** Opening Records supplied block **

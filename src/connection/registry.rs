//! Process-wide registry of shared physical connections.
//!
//! Every [`SharedConnection`](super::SharedConnection) built over the same
//! broker URL set through the same registry resolves to one [`SharedSlot`]:
//! one physical connection, a reference count of attached owners, and the
//! owners' callback tables keyed by owner id.

use std::collections::HashMap;
use std::sync::atomic::{AtomicU64, Ordering};
use std::sync::{Arc, Mutex, MutexGuard, OnceLock};

use super::callbacks::{CallbackKind, CallbackSet, Registered};
use crate::broker_url::UrlCursor;
use crate::{lock_ignore_poison, BrokerUrl, ConnectionPtr};

/// Sorted broker URLs.
pub(crate) type ShareKey = Vec<String>;

pub(crate) struct SlotState {
    /// Physical connection, possibly closed after a loss.
    pub(crate) conn: Option<ConnectionPtr>,
    /// Owners attached to `conn`.
    pub(crate) refs: usize,
    /// Live owner handles, attached or not.
    pub(crate) objs: usize,
    pub(crate) cursor: UrlCursor,
}

pub(crate) struct SharedSlot {
    // ---
    pub(crate) key: ShareKey,
    state: Mutex<SlotState>,
    /// Serializes connects so one key never opens two physical connections.
    pub(crate) connect_lock: tokio::sync::Mutex<()>,
    owners: Mutex<HashMap<u64, CallbackSet>>,
    next_owner: AtomicU64,
}

impl SharedSlot {
    fn new(key: ShareKey, urls: Vec<BrokerUrl>) -> Self {
        Self {
            key,
            state: Mutex::new(SlotState {
                conn: None,
                refs: 0,
                objs: 0,
                cursor: UrlCursor::new(urls),
            }),
            connect_lock: tokio::sync::Mutex::new(()),
            owners: Mutex::new(HashMap::new()),
            next_owner: AtomicU64::new(1),
        }
    }

    pub(crate) fn state(&self) -> MutexGuard<'_, SlotState> {
        lock_ignore_poison(&self.state)
    }

    pub(crate) fn owners(&self) -> MutexGuard<'_, HashMap<u64, CallbackSet>> {
        lock_ignore_poison(&self.owners)
    }

    /// The physical connection if it is still usable.
    pub(crate) fn live_conn(&self) -> Option<ConnectionPtr> {
        self.state().conn.clone().filter(|c| !c.is_closed())
    }

    pub(crate) fn callbacks(&self, owner: u64, kind: CallbackKind) -> Vec<Registered> {
        self.owners()
            .get(&owner)
            .map(|set| set.snapshot(kind))
            .unwrap_or_default()
    }
}

/// Registry of shared connections, keyed by broker URL set.
///
/// [`ConnectionRegistry::global`] is the process-wide instance; tests that
/// must not share connections build their own with [`ConnectionRegistry::new`].
#[derive(Clone, Default)]
pub struct ConnectionRegistry {
    slots: Arc<Mutex<HashMap<ShareKey, Arc<SharedSlot>>>>,
}

static GLOBAL_REGISTRY: OnceLock<ConnectionRegistry> = OnceLock::new();

impl ConnectionRegistry {
    pub fn new() -> Self {
        Self::default()
    }

    pub fn global() -> Self {
        GLOBAL_REGISTRY.get_or_init(ConnectionRegistry::new).clone()
    }

    /// Number of URL sets with live owners.
    pub fn len(&self) -> usize {
        lock_ignore_poison(&self.slots).len()
    }

    pub fn is_empty(&self) -> bool {
        self.len() == 0
    }

    /// Register a new owner for `urls` and return its slot and owner id.
    pub(crate) fn acquire(&self, urls: Vec<BrokerUrl>) -> (Arc<SharedSlot>, u64) {
        // ---
        let mut key: ShareKey = urls.iter().map(|u| u.as_str().to_string()).collect();
        key.sort();

        let slot = {
            let mut slots = lock_ignore_poison(&self.slots);
            let slot = slots
                .entry(key.clone())
                .or_insert_with(|| Arc::new(SharedSlot::new(key, urls)))
                .clone();
            slot.state().objs += 1;
            slot
        };

        let owner = slot.next_owner.fetch_add(1, Ordering::Relaxed);
        slot.owners().insert(owner, CallbackSet::default());
        (slot, owner)
    }

    /// Drop an owner; the key is forgotten once its last owner is gone.
    pub(crate) fn release(&self, slot: &Arc<SharedSlot>, owner: u64) {
        // ---
        slot.owners().remove(&owner);

        let mut slots = lock_ignore_poison(&self.slots);
        let remaining = {
            let mut state = slot.state();
            state.objs = state.objs.saturating_sub(1);
            state.objs
        };
        if remaining == 0 {
            if let Some(current) = slots.get(&slot.key) {
                if Arc::ptr_eq(current, slot) {
                    slots.remove(&slot.key);
                }
            }
        }
    }
}

#[cfg(test)]
mod tests {
    // ---
    use super::*;

    #[test]
    fn test_same_url_set_shares_slot() {
        // ---
        let registry = ConnectionRegistry::new();
        let a = BrokerUrl::parse_all(&["amqp://a", "amqp://b"]).unwrap();
        let b = BrokerUrl::parse_all(&["amqp://b", "amqp://a"]).unwrap();
        let c = BrokerUrl::parse_all(&["amqp://c"]).unwrap();

        let (slot_a, owner_a) = registry.acquire(a);
        let (slot_b, owner_b) = registry.acquire(b);
        let (slot_c, owner_c) = registry.acquire(c);

        assert!(Arc::ptr_eq(&slot_a, &slot_b));
        assert!(!Arc::ptr_eq(&slot_a, &slot_c));
        assert_ne!(owner_a, owner_b);
        assert_eq!(registry.len(), 2);

        registry.release(&slot_a, owner_a);
        assert_eq!(registry.len(), 2);
        registry.release(&slot_b, owner_b);
        registry.release(&slot_c, owner_c);
        assert!(registry.is_empty());
    }
}
//! AMQP transport implementation using `lapin`.
//!
//! Maps the domain `Transport` / `Connection` / `Channel` traits onto lapin
//! connections and channels.
//!
//! ## Concurrency model
//!
//! lapin connections and channels are internally synchronized handles, so
//! every domain call goes straight to lapin. Each `basic_consume` spawns one
//! forwarding task that drains the lapin consumer stream into the domain
//! inbox and ends when the stream ends or the inbox is dropped.
//!
//! ## Connection behavior
//!
//! The connection is established eagerly in `connect()`, bounded by the
//! handshake timeout when one is given. Broker- or network-initiated
//! failures are reported by lapin through `Connection::on_error`, which
//! resolves `closing()`; the layers above treat that as connection loss.
//!
//! ## Scope and limitations
//!
//! - Publisher confirms are not enabled; `basic_publish` completes once
//!   lapin has accepted the frame.
//! - Only string-valued headers are carried through `MessageProperties`.
//! - `verify_ssl = false` is not honored; TLS uses lapin's default
//!   connector. The mismatch is logged at connect time.

use lapin::{
    //
    options::{
        //
        BasicAckOptions,
        BasicCancelOptions,
        BasicConsumeOptions,
        BasicPublishOptions,
        BasicQosOptions,
        ExchangeDeclareOptions,
        QueueBindOptions,
        QueueDeclareOptions,
        QueueDeleteOptions,
    },
    protocol::{AMQPError, AMQPErrorKind},
    types::{AMQPValue, FieldTable, LongString, ShortString},
    BasicProperties,
    ConnectionProperties,
};

use std::future::Future;
use std::sync::Arc;
use std::time::Duration;

use tokio::sync::mpsc;
use tokio_util::sync::CancellationToken;

use crate::{
    //
    log_debug,
    log_error,
    log_info,
    log_warn,
    BackendError,
    BrokerUrl,
    Channel,
    ChannelPtr,
    Connection,
    ConnectionPtr,
    ConsumeOptions,
    ConsumerHandle,
    Delivery,
    ExchangeKind,
    ExchangeSpec,
    MessageProperties,
    Publish,
    QueueSpec,
    Result,
    Transport,
    TransportPtr,
};

/// Broker soft errors (NOT_FOUND, PRECONDITION_FAILED, ACCESS_REFUSED, ...)
/// reject the request itself and are final. I/O failures, hard errors and
/// invalid connection or channel state are transient.
fn map_err(what: &str, err: lapin::Error) -> BackendError {
    // ---
    let message = format!("amqp: {what} failed: {err}");
    match err.kind() {
        lapin::ErrorKind::ProtocolError(amqp) if is_soft(amqp) => BackendError::Transport(message),
        _ => BackendError::TransportRetryable(message),
    }
}

fn is_soft(err: &AMQPError) -> bool {
    matches!(err.kind(), AMQPErrorKind::Soft(_))
}

async fn with_timeout<T, F>(timeout: Option<Duration>, fut: F) -> Result<T>
where
    F: Future<Output = Result<T>>,
{
    // ---
    match timeout {
        Some(limit) => tokio::time::timeout(limit, fut)
            .await
            .map_err(|_| BackendError::Timeout)?,
        None => fut.await,
    }
}

/// lapin-backed transport.
struct LapinTransport {
    verify_ssl: bool,
}

#[async_trait::async_trait]
impl Transport for LapinTransport {
    // ---
    fn name(&self) -> &str {
        "lapin"
    }

    async fn connect(&self, url: &BrokerUrl, timeout: Option<Duration>) -> Result<ConnectionPtr> {
        // ---
        if !self.verify_ssl && url.scheme() == "amqps" {
            log_warn!("amqp: verify_ssl=false is not supported, certificates are verified");
        }
        log_info!("Connecting to AMQP broker: {url:?}");

        let connect = async {
            lapin::Connection::connect(url.as_str(), ConnectionProperties::default())
                .await
                .map_err(|e| map_err("connect", e))
        };
        let connection = with_timeout(timeout, connect).await.map_err(|e| {
            log_error!("{e}");
            e
        })?;

        let closing = CancellationToken::new();
        {
            let closing = closing.clone();
            connection.on_error(move |err| {
                log_warn!("amqp: connection error: {err}");
                closing.cancel();
            });
        }

        log_info!("Connected to AMQP broker");
        Ok(Arc::new(LapinConnection {
            connection,
            closing,
        }))
    }
}

struct LapinConnection {
    connection: lapin::Connection,
    closing: CancellationToken,
}

#[async_trait::async_trait]
impl Connection for LapinConnection {
    // ---
    fn is_closed(&self) -> bool {
        self.closing.is_cancelled() || !self.connection.status().connected()
    }

    async fn channel(&self) -> Result<ChannelPtr> {
        // ---
        let channel = self
            .connection
            .create_channel()
            .await
            .map_err(|e| map_err("channel creation", e))?;
        Ok(Arc::new(LapinChannel { channel }))
    }

    async fn closing(&self) {
        self.closing.cancelled().await
    }

    async fn close(&self) -> Result<()> {
        // ---
        self.closing.cancel();
        if self.connection.status().connected() {
            self.connection
                .close(200, "Normal shutdown".into())
                .await
                .map_err(|e| map_err("connection close", e))?;
        }
        Ok(())
    }
}

struct LapinChannel {
    channel: lapin::Channel,
}

fn to_lapin_properties(props: MessageProperties) -> BasicProperties {
    // ---
    let mut out = BasicProperties::default();
    if let Some(mode) = props.delivery_mode {
        out = out.with_delivery_mode(mode);
    }
    if let Some(id) = props.message_id {
        out = out.with_message_id(id.into());
    }
    if let Some(id) = props.correlation_id {
        out = out.with_correlation_id(id.into());
    }
    if let Some(ts) = props.timestamp {
        out = out.with_timestamp(ts);
    }
    if let Some(exp) = props.expiration {
        out = out.with_expiration(exp.into());
    }
    if let Some(priority) = props.priority {
        out = out.with_priority(priority);
    }
    if let Some(reply_to) = props.reply_to {
        out = out.with_reply_to(reply_to.into());
    }
    if !props.headers.is_empty() {
        let mut headers = FieldTable::default();
        for (k, v) in props.headers {
            headers.insert(k.into(), AMQPValue::LongString(LongString::from(v)));
        }
        out = out.with_headers(headers);
    }
    out
}

fn from_lapin_properties(props: &BasicProperties) -> MessageProperties {
    // ---
    let short = |v: &Option<ShortString>| v.as_ref().map(|s| s.as_str().to_string());

    let mut headers = std::collections::BTreeMap::new();
    if let Some(table) = props.headers() {
        for (k, v) in table.inner() {
            let value = match v {
                AMQPValue::LongString(s) => String::from_utf8_lossy(s.as_bytes()).into_owned(),
                AMQPValue::ShortString(s) => s.as_str().to_string(),
                _ => continue,
            };
            headers.insert(k.as_str().to_string(), value);
        }
    }

    MessageProperties {
        delivery_mode: *props.delivery_mode(),
        message_id: short(props.message_id()),
        correlation_id: short(props.correlation_id()),
        timestamp: *props.timestamp(),
        expiration: short(props.expiration()),
        priority: *props.priority(),
        reply_to: short(props.reply_to()),
        headers,
    }
}

fn queue_arguments(spec: &QueueSpec) -> FieldTable {
    // ---
    let mut args = FieldTable::default();
    if let Some(queue_type) = spec.arguments.queue_type {
        args.insert(
            "x-queue-type".into(),
            AMQPValue::LongString(LongString::from(queue_type.as_str())),
        );
    }
    if let Some(max) = spec.arguments.max_priority {
        args.insert("x-max-priority".into(), AMQPValue::ShortShortUInt(max));
    }
    if let Some(expires) = spec.arguments.expires {
        let ms = u32::try_from(expires.as_millis()).unwrap_or(u32::MAX);
        args.insert("x-expires".into(), AMQPValue::LongUInt(ms));
    }
    args
}

#[async_trait::async_trait]
impl Channel for LapinChannel {
    // ---
    fn channel_id(&self) -> u64 {
        u64::from(self.channel.id())
    }

    fn is_closed(&self) -> bool {
        !self.channel.status().connected()
    }

    async fn exchange_declare(&self, spec: &ExchangeSpec) -> Result<()> {
        // ---
        let kind = match spec.kind {
            ExchangeKind::Direct => lapin::ExchangeKind::Direct,
            ExchangeKind::Topic => lapin::ExchangeKind::Topic,
            ExchangeKind::Fanout => lapin::ExchangeKind::Fanout,
        };
        let options = ExchangeDeclareOptions {
            durable: spec.durable,
            auto_delete: spec.auto_delete,
            ..ExchangeDeclareOptions::default()
        };
        self.channel
            .exchange_declare(spec.name.as_str().into(), kind, options, FieldTable::default())
            .await
            .map_err(|e| map_err("exchange declare", e))
    }

    async fn queue_declare(&self, spec: &QueueSpec) -> Result<()> {
        // ---
        let options = QueueDeclareOptions {
            passive: false,
            durable: spec.durable,
            exclusive: spec.exclusive,
            auto_delete: spec.auto_delete,
            nowait: false,
        };
        self.channel
            .queue_declare(spec.name.as_str().into(), options, queue_arguments(spec))
            .await
            .map_err(|e| map_err("queue declare", e))?;

        log_debug!("amqp: declared queue {}", spec.name);
        Ok(())
    }

    async fn queue_bind(&self, queue: &str, exchange: &str, routing_key: &str) -> Result<()> {
        // ---
        self.channel
            .queue_bind(
                queue.into(),
                exchange.into(),
                routing_key.into(),
                QueueBindOptions::default(),
                FieldTable::default(),
            )
            .await
            .map_err(|e| map_err("queue bind", e))
    }

    async fn queue_delete(&self, queue: &str) -> Result<()> {
        // ---
        self.channel
            .queue_delete(queue.into(), QueueDeleteOptions::default())
            .await
            .map(|_| ())
            .map_err(|e| map_err("queue delete", e))
    }

    async fn basic_qos(&self, prefetch_count: u16) -> Result<()> {
        // ---
        self.channel
            .basic_qos(prefetch_count, BasicQosOptions::default())
            .await
            .map_err(|e| map_err("basic qos", e))
    }

    async fn basic_publish(&self, publish: Publish) -> Result<()> {
        // ---
        self.channel
            .basic_publish(
                publish.exchange.as_str().into(),
                publish.routing_key.as_str().into(),
                BasicPublishOptions::default(),
                &publish.body,
                to_lapin_properties(publish.properties),
            )
            .await
            .map(|_| ())
            .map_err(|e| map_err("publish", e))
    }

    async fn basic_consume(&self, queue: &str, options: ConsumeOptions) -> Result<ConsumerHandle> {
        // ---
        let consume_options = BasicConsumeOptions {
            no_ack: options.no_ack,
            ..BasicConsumeOptions::default()
        };
        let consumer = self
            .channel
            .basic_consume(
                queue.into(),
                options.consumer_tag.unwrap_or_default().as_str().into(),
                consume_options,
                FieldTable::default(),
            )
            .await
            .map_err(|e| map_err("consume", e))?;

        let consumer_tag = consumer.tag().as_str().to_string();
        let (tx, inbox) = mpsc::unbounded_channel();

        let queue = queue.to_string();
        tokio::spawn(async move {
            use futures_lite::stream::StreamExt;

            let mut consumer = consumer;
            while let Some(delivery_result) = consumer.next().await {
                match delivery_result {
                    Ok(delivery) => {
                        let delivery = Delivery {
                            delivery_tag: delivery.delivery_tag,
                            exchange: delivery.exchange.as_str().to_string(),
                            routing_key: delivery.routing_key.as_str().to_string(),
                            redelivered: delivery.redelivered,
                            properties: from_lapin_properties(&delivery.properties),
                            body: delivery.data.into(),
                        };
                        if tx.send(delivery).is_err() {
                            break;
                        }
                    }
                    Err(e) => {
                        log_error!("amqp: consumer error on {queue}: {e}");
                        break;
                    }
                }
            }
            log_debug!("amqp: consumer task ended for queue {queue}");
        });

        Ok(ConsumerHandle {
            consumer_tag,
            inbox,
        })
    }

    async fn basic_ack(&self, delivery_tag: u64) -> Result<()> {
        // ---
        self.channel
            .basic_ack(delivery_tag, BasicAckOptions::default())
            .await
            .map_err(|e| map_err("ack", e))
    }

    async fn basic_cancel(&self, consumer_tag: &str) -> Result<()> {
        // ---
        self.channel
            .basic_cancel(consumer_tag.into(), BasicCancelOptions::default())
            .await
            .map_err(|e| map_err("cancel", e))
    }

    async fn close(&self) -> Result<()> {
        // ---
        if !self.channel.status().connected() {
            return Ok(());
        }
        self.channel
            .close(200, "Normal shutdown".into())
            .await
            .map_err(|e| map_err("channel close", e))
    }
}

/// Creates a lapin-based AMQP transport.
///
/// No connection is made until `connect()` is called.
pub fn create_transport(verify_ssl: bool) -> TransportPtr {
    Arc::new(LapinTransport { verify_ssl })
}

** Closing Records supplied block **

What you should do: One stretch of the lines above is wanted, from the line that contains "fn name(&self) ->" through the line that contains "let channel = self". Output it exactly.

Result:
    fn name(&self) -> &str {
        "lapin"
    }

    async fn connect(&self, url: &BrokerUrl, timeout: Option<Duration>) -> Result<ConnectionPtr> {
        // ---
        if !self.verify_ssl && url.scheme() == "amqps" {
            log_warn!("amqp: verify_ssl=false is not supported, certificates are verified");
        }
        log_info!("Connecting to AMQP broker: {url:?}");

        let connect = async {
            lapin::Connection::connect(url.as_str(), ConnectionProperties::default())
                .await
                .map_err(|e| map_err("connect", e))
        };
        let connection = with_timeout(timeout, connect).await.map_err(|e| {
            log_error!("{e}");
            e
        })?;

        let closing = CancellationToken::new();
        {
            let closing = closing.clone();
            connection.on_error(move |err| {
                log_warn!("amqp: connection error: {err}");
                closing.cancel();
            });
        }

        log_info!("Connected to AMQP broker");
        Ok(Arc::new(LapinConnection {
            connection,
            closing,
        }))
    }
}

struct LapinConnection {
    connection: lapin::Connection,
    closing: CancellationToken,
}

#[async_trait::async_trait]
impl Connection for LapinConnection {
    // ---
    fn is_closed(&self) -> bool {
        self.closing.is_cancelled() || !self.connection.status().connected()
    }

    async fn channel(&self) -> Result<ChannelPtr> {
        // ---
        let channel = self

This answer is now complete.